The radix-2 Cooley-Tukey FFT Algorithm with Decimation in Time

EDIT May 29th 2009: The code presented in this post has a major bug in the calculation of inverse DFTs using the FFT algorithm. Some explanation can be found here, and fixed code can be found here.

Once the DFT has been introduced, it is time to start computing it efficiently. Focusing on the direct transform,

\displaystyle X_k = \sum_{n=0}^{N-1}{x_n e^{-2\pi i k n / N}},

if the size of the input is even, we can write N = 2·M and it is possible to split the N element summation in the previous formula into two M element ones, one over n = 2·m, another over n = 2·m + 1. By doing so, after some cancellations in the exponents we arrive at

\displaystyle X_k = \sum_{m=0}^{M-1}{x_{2m} e^{-2\pi i \frac{m k}{M} }} + e^{-2\pi i\frac{k}{N}} \sum_{m=0}^{M-1}{x_{2m+1} e^{-2\pi i\frac{m k}{M}}}.

There’s something very promising here: each of the two summations are very close to being the expression of a DFT of half the size of the original. The only thing preventing them from fully being so is the fact that k runs from 0 to N-1, rather than up to M-1 only. To get around this, we will consider two different cases: k < M and k ≥ M. The first trivially produces a pair of half sized DFTs, which we will term Ek and Ok, owing to one running over the even indexes, the other over the odd ones:

\displaystyle E_k = \sum_{m=0}^{M-1}{x_{2m} e^{-2\pi i \frac{m k}{M} }},  O_k = \sum_{m=0}^{M-1}{x_{2m+1} e^{-2\pi i \frac{m k}{M} }}.

As for the case k ≥ M, we may as well write it out as k = M + k’. And if we plug this value into the original formula, work a little with the algebra, and then undo the variable change, i.e. plug k’ = M – k back in, we arrive at the following combined formula,

X_k  =  \left\{ \begin{array}{ll} E_k +  e^{-2\pi i \frac{k}{N}} O_k & \mbox{if } k < M \\ E_{k-M} -  e^{-2\pi i\frac{k-M}{N}} O_{k-M} & \mbox{if } k \geq M \end{array} \right..

The cool thing about this decomposition is that we have turned our N element DFT into two N/2 DFTs, plus some overhead composing the results, which includes calculating twiddle factors, i.e. the complex exponential multiplying the O’s in the last formula. Given the quadratic nature of the time required to calculate the DFT, this amounts to cutting the time in half. And the best part is that we need not stop after one such decomposition: if the original size is a power of two, we can keep doing the same trick recursively until we reach a DFT of only two elements, for which we already have produced explicit formulas. A similar approach can be used for the inverse DFT, the details are built into the following code…

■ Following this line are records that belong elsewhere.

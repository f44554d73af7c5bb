//! Graph store interface and implementations.
//!
//! The core produces and consumes [`PaperNode`]/[`RelationEdge`] field
//! values; it never holds references into a store's internals. Everything a
//! store must do for the pipeline is the four operations on [`GraphStore`]:
//! idempotent node upsert, idempotent edge upsert keyed by
//! `(source, target, provenance)`, vector top-k over problem embeddings,
//! and one-hop neighbor expansion with edge metadata.
//!
//! Two implementations ship: [`MemoryGraph`] (identifier-keyed arenas, for
//! tests and store-free runs) and [`LocalGraph`] (embedded libSQL). A
//! production graph database sits behind the same trait.

mod local;
mod memory;
mod migrations;

use async_trait::async_trait;
use papergraph_shared::{Anchor, NeighborEdge, PaperId, PaperNode, RelationEdge, Result};

pub use local::LocalGraph;
pub use memory::MemoryGraph;

/// Raw edge type under which semantic relations are stored.
pub const EDGE_TYPE_SEMANTIC: &str = "SEMANTIC_RELATION";

/// The four store operations the pipeline depends on.
#[async_trait]
pub trait GraphStore: Send + Sync {
    /// Insert or update a paper, merged by identifier (latest wins).
    /// Rejects embeddings that do not match the store's fixed dimensionality.
    async fn upsert_paper(&self, node: &PaperNode) -> Result<()>;

    /// Insert or update a relation edge, merged by
    /// `(source, target, provenance)` (latest payload wins).
    async fn upsert_relation(&self, edge: &RelationEdge) -> Result<()>;

    /// Top-`k` papers by cosine similarity of `embedding` against the stored
    /// problem embeddings, best first. Fewer than `k` results is not an
    /// error — a small graph returns what it has.
    async fn query_similar(&self, embedding: &[f32], k: usize) -> Result<Vec<Anchor>>;

    /// All edges touching any of `anchor_ids` in either direction, with the
    /// neighbor data needed to render a context block. Self-loops are
    /// skipped and each edge appears once even when both endpoints are
    /// anchors.
    async fn neighbors(&self, anchor_ids: &[PaperId]) -> Result<Vec<NeighborEdge>>;
}

/// Shared helper: validate a node's embeddings against a fixed dimension.
fn check_dimension(node: &PaperNode, dimension: usize) -> Result<()> {
    for (field, embedding) in [
        ("problem", &node.embedding_problem),
        ("method", &node.embedding_method),
    ] {
        if embedding.len() != dimension {
            return Err(papergraph_shared::PaperGraphError::validation(format!(
                "paper {}: {field} embedding has {} dimensions, store expects {dimension}",
                node.id,
                embedding.len()
            )));
        }
    }
    Ok(())
}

from __future__ import division
import math
import time

def fft_CT(x, inverse = False, verbose = False) :
    """
    Computes the DFT of x using Cooley-Tukey's FFT algorithm.
    """
    t = time.clock()
    N = len(x)
    inv = -1 if not inverse else 1
    if N % 2 :
        return dft(x, inverse, False)
    x_e = x[::2]
    x_o  = x[1::2]
    X_e = fft_CT(x_e, inverse, False)
    X_o  = fft_CT(x_o, inverse, False)
    X = []
    M = N // 2
    for k in range(M) :
        X += [X_e[k] + X_o[k] * math.e ** (inv * 2j * math.pi * k / N)]
    for k in range(M,N) :
        X += [X_e[k-M] - X_o[k-M] * math.e ** (inv * 2j * math.pi * (k-M) / N)]
    if inverse :
        X = [j/2 for j in X]
    t = time.clock() - t
    if verbose :
        print "Computed","an inverse" if inverse else "a","CT FFT of size",N,
        print "in",t,"sec."
    return X

The speed gain with this approach, restricted for now to power of two sizes, are tremendous even for moderately large input sizes. Mostly so due to the fact the new algorithm scales as N log N. For instance, a 220 (~106) item input can be processed with the FFT approach in a couple of minutes, while the projected duration using the naive DFT will be more like a couple of weeks…

Twiddle Factors Again
While it may not be immediately obvious, the previous code is generously wasting resources by calculating over and over again the same twiddle factors. Imagine, for instance, a 1024 element DFT computed using this algorithm. At some point in the recursion the original DFT will have been exploded into 64 DFTs of 16 elements each. Each of this 64 DFTs must then be composed with the exact same 8 different twiddle factors, but right now they are being calculated from scratch each of the 64 times. Furthermore, half of this 8 different twiddle factors are the same that where needed to compose the 128 DFTs of 8 elements into the 64 DFTs of 16 elements… Summing it all up, to compute a FFT of size 2n, which requires the calculation of 2n-1 different twiddle factors, we are calculating as many as n·2n-1 of them.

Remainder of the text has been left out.